O sangue se acumulava mais na minha boca a cada golpe que eu desferia no saco de areia. Tirei ele do gancho no teto e o joguei no chão. Subi nele, usando todo o peso do meu corpo. Braços, pernas, cotovelos, mãos. Tudo o que eu tinha, depositava ali.
A areia começava a vazar pelos furos, grudando no suor da minha pele. Uma irritação que me dava ainda mais força para continuar. A música alta, o eco dos meus grunhidos pelo galpão — tudo era combustível para extravasar minha raiva.
Os nós dos meus dedos estavam roxos, assim como cada parte do meu corpo que batia contra o saco. E nada parecia suficiente.

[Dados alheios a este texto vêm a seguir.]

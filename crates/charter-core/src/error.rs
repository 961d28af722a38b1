//! Error types for the Charter core library

use std::path::PathBuf;

use thiserror::Error;

/// Errors raised while talking to the drafting service
#[derive(Error, Debug)]
pub enum ClientError {
    /// Network failure or request construction error
    #[error("HTTP error: {0}")]
    Http(#[from] reqwest::Error),

    /// Server answered with a non-success status
    #[error("Server returned {status}: {body}")]
    Status { status: u16, body: String },

    /// The response body failed while being read
    #[error("Failed to read response stream: {0}")]
    Read(String),

    /// Feedback endpoint did not acknowledge the submission
    #[error("Feedback rejected: {0}")]
    Feedback(String),

    /// Base URL or endpoint could not be joined into a valid URL
    #[error("Invalid URL: {0}")]
    InvalidUrl(String),
}

/// Errors raised by result persistence
#[derive(Error, Debug)]
pub enum StorageError {
    /// Key would escape the store directory or is otherwise unusable
    #[error("Invalid storage key: {0:?}")]
    InvalidKey(String),

    /// Filesystem failure
    #[error("Storage I/O error at {path}: {source}")]
    Io {
        path: PathBuf,
        #[source]
        source: std::io::Error,
    },
}

/// Errors raised when handing off to the result viewer
#[derive(Error, Debug)]
pub enum NavigationError {
    #[error("Unknown destination: {0}")]
    UnknownDestination(String),

    /// Destination expects a persisted value that is not there
    #[error("Nothing stored under key {0:?}")]
    Missing(String),

    #[error(transparent)]
    Storage(#[from] StorageError),

    /// Viewer could not write its output
    #[error("Failed to render result: {0}")]
    Render(#[from] std::io::Error),
}

/// Errors raised while loading configuration
#[derive(Error, Debug)]
pub enum ConfigError {
    #[error("Failed to read config file {path}: {source}")]
    Read {
        path: PathBuf,
        #[source]
        source: std::io::Error,
    },

    #[error("Failed to parse config file {path}: {source}")]
    Parse {
        path: PathBuf,
        #[source]
        source: toml::de::Error,
    },
}

/// Result alias for transport operations
pub type ClientResult<T> = Result<T, ClientError>;
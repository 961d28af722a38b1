//! `charter show` - print the last stored draft

use anyhow::{Context, Result};
use charter_core::{Config, FileStore, NavigationError};

use crate::viewer::open_viewer;

pub fn run(config: &Config, raw: bool) -> Result<()> {
    let store = FileStore::new(config.store_dir());
    let mut stdout = std::io::stdout().lock();

    match open_viewer(&store, &mut stdout, raw) {
        Err(NavigationError::Missing(_)) => {
            anyhow::bail!("No constitution has been drafted yet. Run `charter draft <use case>` first.")
        }
        other => other.context("Failed to show the drafted constitution"),
    }
}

Um grito escapou da minha garganta, selvagem e descontrolado. Acertei um último chute, fazendo o saco rolar. Caí ao lado dele, as mãos se enfiando no cabelo, puxando os fios como se pudessem arrancar aquela sensação de impotência da minha cabeça. Como se suportar a dor física fosse capaz de me fazer sentir forte.

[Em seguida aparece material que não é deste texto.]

//! Command-line arguments

use std::path::PathBuf;

use charter_core::Config;
use clap::{ArgAction, Parser, Subcommand};

#[derive(Debug, Parser)]
#[command(name = "charter", version, about = "Draft a binding AI constitution with the agent pipeline")]
pub struct Cli {
    /// Config file (defaults to <config_dir>/charter/config.toml)
    #[arg(long, global = true)]
    pub config: Option<PathBuf>,

    /// Drafting service URL, overrides the config file
    #[arg(long, global = true)]
    pub base_url: Option<String>,

    /// Directory for the stored draft, overrides the config file
    #[arg(long, global = true)]
    pub store_dir: Option<PathBuf>,

    /// More logging (-v info, -vv debug, -vvv trace)
    #[arg(short, long, action = ArgAction::Count, global = true)]
    pub verbose: u8,

    #[command(subcommand)]
    pub command: Command,
}

#[derive(Debug, Subcommand)]
pub enum Command {
    /// Draft a constitution for a use case and open it when done
    Draft {
        /// Use case to draft for; prompted for when omitted
        topic: Vec<String>,
    },
    /// Show the last drafted constitution
    Show {
        /// Print the stored value without formatting
        #[arg(long)]
        raw: bool,
    },
    /// Rate a draft
    Feedback {
        #[arg(long)]
        score: f64,
        #[arg(long)]
        text: Option<String>,
        /// Session the draft came from
        #[arg(long)]
        run_id: Option<String>,
        #[arg(long)]
        user_id: Option<String>,
    },
}

impl Cli {
    /// Apply flag overrides on top of the loaded config
    pub fn apply_overrides(&self, config: &mut Config) {
        if let Some(base_url) = &self.base_url {
            config.base_url = base_url.clone();
        }
        if let Some(store_dir) = &self.store_dir {
            config.store_dir = Some(store_dir.clone());
        }
    }

    /// Tracing filter used when `RUST_LOG` is unset
    pub fn log_level<'a>(&self, config: &'a Config) -> &'a str {
        match self.verbose {
            0 => &config.log_level,
            1 => "info",
            2 => "debug",
            _ => "trace",
        }
    }
}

Se eu quisesse encarar Goyola, teria que treinar mais. Precisava procurar Ive, pedir sua ajuda. Meu corpo tinha que estar forte, resistente. Não poderíamos desperdiçar nossa próxima chance. Eu não poderia ser uma inútil naquela luta.
Minha respiração estava descompassada, o peito subindo e descendo de forma irregular. Eu era um desastre, molhada de suor, exausta. O galpão ainda estava escuro, mas logo o sol nasceria. Já fazia horas que eu estava ali.
Deixei uma mensagem para Zayn, dizendo que não consegui dormir e precisei sair para respirar. Mas se ele acordasse e não me encontrasse, viria atrás de mim. E se me visse nesse estado, eu teria que dar explicações. Teria que aguentar ele tentando me consolar.
Então bati a areia do corpo, refiz o rabo de cavalo e fiz o possível para parecer controlada. Depois, voltei para o loft.
O lugar estava vazio e silencioso. Passei de cômodo em cômodo, sem encontrar vestígios de ninguém. Quando voltei à cozinha para pegar um pouco de água, notei a porta metálica do porão semiaberta, fazendo os pelos do meu braço se arrepiarem.
Jake e Cody tinham que estar lá embaixo. Eles nunca seriam descuidados a ponto de deixar aquela porta aberta.
Bebi a água, comi algumas frutas. Fiquei na cozinha, andando de um lado para o outro, fingindo estar ocupada. Mas, na verdade, só tentava ouvir alguma coisa. Qualquer sinal de que havia gente no porão.
Nada.
Soltei um palavrão antes de abrir a porta por completo e começar a descer os degraus. Pisei devagar, tentando não ser notada, sentindo meu coração bater mais rápido a cada passo.
Voltei a respirar quando vi os três no centro do porão. Castro estava sentado em uma cadeira e os Folks estavam de pé, de frente para ele, imóveis, quietos, braços cruzados.